The Bureau of Indian Affairs (established in 1824 and also known as the Office of Indian Affairs) operated within the War Department to oversee Native American policy and attempted to reduce corruption and mistreatment. President Rutherford B. Hayes renewed reform efforts through this agency. However, even organizations sympathetic to Native American welfare, such as the Indian Rights Association, rejected the continuation of traditional tribal culture. Rather than supporting Native autonomy, reformers promoted complete cultural transformation as the solution to what they termed the "Indian problem."
The Reality of "Reform"
Even well-intentioned reformers sought to eliminate Native American culture entirely rather than protect Native autonomy. This reflected the paternalistic attitudes of the era, where the destruction of tribal identity was seen as a "progressive" solution rather than cultural genocide.
Education and forced assimilation
Education formed the cornerstone of Americanisation. Congress allocated funds to establish boarding schools where Native American children received instruction in English, Christianity, and farming techniques. These institutions deliberately removed children from their families and communities to minimize parental influence and accelerate cultural transformation. The children learned skills and attitudes intended to make them productive citizens within white American society.
Federal investment in this educational programme expanded substantially. By 1899, the government spent $2.5 million annually maintaining 148 boarding schools and 225 day schools serving 20,000 Native American children. This represented a deliberate, systematic effort to eliminate tribal culture within a single generation.
The Dawes General Allotment Act 1887
Americanisation efforts reached their height with the Dawes General Allotment Act of 1887, named after Senator Henry Dawes of Massachusetts. This legislation gave legal authority to a practice already occurring unofficially for many years: dividing communal reservation land into individual private plots.
Provisions
The Act divided reservation territories into small units held by individuals or families:
- Heads of families could receive 160 acres (65 hectares) of farmland or 340 acres of grazing land
- Single male adults received 80 acres
- Native Americans who accepted these allotments and "adopted the habits of civilised life" would be granted US citizenship after 25 years
Many reformers initially praised the legislation as a progressive achievement that would end tribal relationships and promote economic independence through farming.

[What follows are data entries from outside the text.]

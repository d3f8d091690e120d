//! # Termination signal handling.
//!
//! [`wait_for_shutdown_signal`] completes with the [`ShutdownSignal`] that
//! arrived, so the caller can log it before tearing down.
//!
//! **Unix:** `SIGINT`, `SIGTERM`, `SIGQUIT`. **Elsewhere:** Ctrl-C.

use std::fmt;

/// The signal that requested shutdown.
#[derive(Clone, Copy, Debug, PartialEq, Eq)]
pub enum ShutdownSignal {
    Interrupt,
    Terminate,
    Quit,
}

impl fmt::Display for ShutdownSignal {
    fn fmt(&self, f: &mut fmt::Formatter<'_>) -> fmt::Result {
        f.write_str(match self {
            ShutdownSignal::Interrupt => "SIGINT",
            ShutdownSignal::Terminate => "SIGTERM",
            ShutdownSignal::Quit => "SIGQUIT",
        })
    }
}

/// Waits for a termination signal.
///
/// Returns `Err` if signal registration fails.
#[cfg(unix)]
pub async fn wait_for_shutdown_signal() -> std::io::Result<ShutdownSignal> {
    use tokio::signal::unix::{signal, SignalKind};

    let mut sigint = signal(SignalKind::interrupt())?;
    let mut sigterm = signal(SignalKind::terminate())?;
    let mut sigquit = signal(SignalKind::quit())?;

    let got = tokio::select! {
        _ = sigint.recv() => ShutdownSignal::Interrupt,
        _ = sigterm.recv() => ShutdownSignal::Terminate,
        _ = sigquit.recv() => ShutdownSignal::Quit,
    };
    Ok(got)
}

/// Waits for a termination signal.
///
/// Returns `Err` if signal registration fails.
#[cfg(not(unix))]
pub async fn wait_for_shutdown_signal() -> std::io::Result<ShutdownSignal> {
    tokio::signal::ctrl_c().await?;
    Ok(ShutdownSignal::Interrupt)
}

Implementation and failure
The Dawes Act proved disastrous in practice. The legislation assumed Native Americans could be transformed into farmers, yet it failed at a time of widespread agricultural depression across America. Moreover, no provision ensured that Native Americans received arable land suitable for cultivation. Following the initial allotments, surplus reservation land was sold commercially to white settlers. Most Native Americans possessed little understanding of what the Act required, since the concept of private property ownership contradicted their cultural traditions. Within a short period, most had sold or lost their allocated land to whites and descended into poverty.
Why the Dawes Act Failed
The Act's failure stemmed from multiple factors:
- No guarantee of arable land suitable for farming
- Implementation during agricultural depression
- Private property ownership alien to Native American culture
- Lack of farming knowledge and resources
- Surplus land sold to white settlers
- Most Native Americans lost their allotments and fell into poverty
An 1891 amendment altered the distribution formula, awarding 80 acres to each individual Native American regardless of family status. After this change, conditions on reservations deteriorated rapidly and became thoroughly inadequate.
Chief Joseph's Testimony (1877)
Chief Joseph of the Nez Percé tribe, forced onto a reservation in Oklahoma in 1877, expressed the emptiness of government promises:
"Good words do not last long unless they amount to something. Words do not pay for my country, now overrun by white men. Good words will not give my people good health and stop them from dying. Good words will not get my people a home where they can live in peace and take care of themselves."
This powerful statement captured the betrayal felt by Native Americans as treaty promises proved worthless.
The Battle of Wounded Knee
The final tragedy for Native Americans and military triumph for the US Army occurred in December 1890 when despairing Sioux in South Dakota responded to the teachings of Wovoka. This religious leader promised that performing a ceremonial dance would restore Native lands and power. The Ghost Dance movement spread rapidly across the Plains with such intensity that it alarmed white authorities.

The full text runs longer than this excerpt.